#### INPUT DATA:
use serde::{Deserialize, Serialize};
use serde_json::{Map, Value};

use super::{ItemId, SessionId, first_text};

static EMPTY_PAYLOAD: Value = Value::Null;

//
// ─── STATUSES ──────────────────────────────────────────────────────────────────
//

loose_enum! {
    /// Lifecycle of a practice session; owned by the API.
    SessionStatus {
        Active => "ACTIVE",
        Completed => "COMPLETED",
        Abandoned => "ABANDONED",
    }
}

impl SessionStatus {
    #[must_use]
    pub fn label(&self) -> &str {
        match self {
            SessionStatus::Active => "In progress",
            SessionStatus::Completed => "Completed",
            SessionStatus::Abandoned => "Abandoned",
            SessionStatus::Unknown(raw) => raw,
        }
    }
}

loose_enum! {
    /// Grading state of a single item.
    ///
    /// Older API builds report `RIGHT`/`INCORRECT`; both map onto the canonical variants.
    ItemStatus {
        Pending => "PENDING",
        Correct => "CORRECT" | "RIGHT",
        Wrong => "WRONG" | "INCORRECT",
        Skipped => "SKIPPED",
    }
}

impl ItemStatus {
    /// Normalise an optional wire status; missing or blank means pending.
    #[must_use]
    pub fn from_wire(raw: Option<&str>) -> Self {
        match raw.map(str::trim).filter(|raw| !raw.is_empty()) {
            Some(raw) => ItemStatus::parse(raw),
            None => ItemStatus::Pending,
        }
    }

    /// Anything other than pending is terminal.
    #[must_use]
    pub fn is_answered(&self) -> bool {
        *self != ItemStatus::Pending
    }

    #[must_use]
    pub fn is_correct(&self) -> bool {
        *self == ItemStatus::Correct
    }

    #[must_use]
    pub fn is_wrong(&self) -> bool {
        *self == ItemStatus::Wrong
    }

    /// CSS modifier for status pills.
    #[must_use]
    pub fn tone(&self) -> &'static str {
        match self {
            ItemStatus::Pending => "pending",
            ItemStatus::Correct => "correct",
            ItemStatus::Wrong => "wrong",
            ItemStatus::Skipped | ItemStatus::Unknown(_) => "done",
        }
    }
}

loose_enum! {
    QuestionType {
        MultipleChoice => "MULTIPLE_CHOICE",
        TrueFalse => "TRUE_FALSE",
        FillMissingChars => "FILL_MISSING_CHARS",
    }
}

impl QuestionType {
    #[must_use]
    pub fn label(&self) -> &str {
        match self {
            QuestionType::Unknown(raw) if raw.is_empty() => "UNKNOWN",
            other => other.as_str(),
        }
    }
}

//
// ─── ITEM ──────────────────────────────────────────────────────────────────────
//

/// A question inside a session, as returned by `GET /me/sessions/{id}`.
#[derive(Clone, Debug, Default, PartialEq, Serialize, Deserialize)]
#[serde(rename_all = "camelCase")]
pub struct Item {
    pub id: ItemId,
    #[serde(default)]
    pub position: Option<i64>,
    #[serde(default)]
    pub question_type: Option<QuestionType>,
    #[serde(default)]
    pub question_payload: Option<Value>,
    #[serde(default)]
    status: Option<String>,
    #[serde(default)]
    pub expected: Option<String>,
    #[serde(default)]
    pub expected_answer: Option<String>,
    #[serde(default)]
    pub correct_answer: Option<String>,
    #[serde(default)]
    pub user_answer: Option<String>,
    #[serde(default)]
    pub time_ms: Option<i64>,
}

impl Item {
    #[must_use]
    pub fn new(id: impl Into<ItemId>, question_type: QuestionType, payload: Value) -> Self {
        Self {
            id: id.into(),
            question_type: Some(question_type),
            question_payload: Some(payload),
            ..Self::default()
        }
    }

    #[must_use]
    pub fn with_status(mut self, status: &str) -> Self {
        self.status = Some(status.to_string());
        self
    }

    #[must_use]
    pub fn with_user_answer(mut self, answer: &str) -> Self {
        self.user_answer = Some(answer.to_string());
        self
    }

    #[must_use]
    pub fn status(&self) -> ItemStatus {
        ItemStatus::from_wire(self.status.as_deref())
    }

    /// Raw status string as sent, for display.
    #[must_use]
    pub fn raw_status(&self) -> Option<&str> {
        self.status.as_deref()
    }

    /// Missing type is an empty `Unknown`, rendered as free text.
    #[must_use]
    pub fn question_type(&self) -> QuestionType {
        self.question_type
            .clone()
            .unwrap_or_else(|| QuestionType::Unknown(String::new()))
    }

    /// Question payload; `Null` when the API sent none.
    #[must_use]
    pub fn payload(&self) -> &Value {
        self.question_payload.as_ref().unwrap_or(&EMPTY_PAYLOAD)
    }

    /// Expected answer reported on the item itself, if any.
    #[must_use]
    pub fn expected_from_item(&self) -> Option<String> {
        first_text([
            self.expected.as_deref(),
            self.expected_answer.as_deref(),
            self.correct_answer.as_deref(),
        ])
    }

    #[must_use]
    pub fn user_answer(&self) -> Option<&str> {
        self.user_answer
            .as_deref()
            .map(str::trim)
            .filter(|answer| !answer.is_empty())
    }
}

//
// ─── SESSION ───────────────────────────────────────────────────────────────────
//

/// A practice session with its ordered items.
///
/// Fields the front-end does not model (score counters and the like) are kept in
/// `extra` so the score extractor can read them.
#[derive(Clone, Debug, Default, PartialEq, Serialize, Deserialize)]
#[serde(rename_all = "camelCase")]
pub struct Session {
    pub id: SessionId,
    #[serde(default, rename = "type")]
    pub kind: Option<String>,
    #[serde(default)]
    pub status: Option<SessionStatus>,
    #[serde(default)]
    pub title: Option<String>,
    #[serde(default)]
    pub schedule_date: Option<String>,
    #[serde(default)]
    pub source_type: Option<String>,
    #[serde(default)]
    pub created_at: Option<String>,
    #[serde(default)]
    pub started_at: Option<String>,
    #[serde(default)]
    pub completed_at: Option<String>,
    #[serde(default)]
    pub items: Option<Vec<Item>>,
    #[serde(flatten)]
    pub extra: Map<String, Value>,
}

impl Session {
    #[must_use]
    pub fn new(id: impl Into<SessionId>, items: Vec<Item>) -> Self {
        Self {
            id: id.into(),
            status: Some(SessionStatus::Active),
            items: Some(items),
            ..Self::default()
        }
    }

    #[must_use]
    pub fn items(&self) -> &[Item] {
        self.items.as_deref().unwrap_or_default()
    }

    /// Missing status is treated as active.
    #[must_use]
    pub fn status(&self) -> SessionStatus {
        self.status.clone().unwrap_or(SessionStatus::Active)
    }

    #[must_use]
    pub fn is_active(&self) -> bool {
        self.status() == SessionStatus::Active
    }

    #[must_use]
    pub fn title(&self) -> String {
        first_text([self.title.as_deref(), self.kind.as_deref()])
            .unwrap_or_else(|| "Practice session".to_string())
    }

    /// Number of items that left the pending state.
    #[must_use]
    pub fn answered_count(&self) -> usize {
        self.items()
            .iter()
            .filter(|item| item.status().is_answered())
            .count()
    }
}

#[cfg(test)]
mod tests {
    use super::*;

    #[test]
    fn item_status_aliases_and_blanks() {
        assert_eq!(ItemStatus::from_wire(None), ItemStatus::Pending);
        assert_eq!(ItemStatus::from_wire(Some("  ")), ItemStatus::Pending);
        assert_eq!(ItemStatus::from_wire(Some("right")), ItemStatus::Correct);
        assert_eq!(ItemStatus::from_wire(Some("INCORRECT")), ItemStatus::Wrong);
        assert!(ItemStatus::from_wire(Some("TIMEOUT")).is_answered());
    }

    #[test]
    fn session_keeps_unmodelled_fields() {
        let session: Session = serde_json::from_str(
            r#"{
                "id": "s1",
                "status": "COMPLETED",
                "score": 8,
                "items": [
                    {"id": "i1", "questionType": "TRUE_FALSE", "status": "CORRECT"},
                    {"id": "i2", "questionPayload": null, "status": null}
                ]
            }"#,
        )
        .unwrap();

        assert_eq!(session.status(), SessionStatus::Completed);
        assert_eq!(session.extra.get("score"), Some(&Value::from(8)));
        assert_eq!(session.items().len(), 2);
        assert_eq!(session.answered_count(), 1);
        assert_eq!(session.items()[1].payload(), &Value::Null);
        assert_eq!(session.items()[1].question_type().label(), "UNKNOWN");
    }

    #[test]
    fn expected_from_item_skips_blank_fields() {
        let item: Item = serde_json::from_str(
            r#"{"id":"i1","expected":" ","correctAnswer":" cat "}"#,
        )
        .unwrap();
        assert_eq!(item.expected_from_item().as_deref(), Some("cat"));
    }
}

#### ACTIVITY:
Copy out, from the data above, each line where the string "Abandoned" is present.

#### THE ANSWER:
        Abandoned => "ABANDONED",
            SessionStatus::Abandoned => "Abandoned",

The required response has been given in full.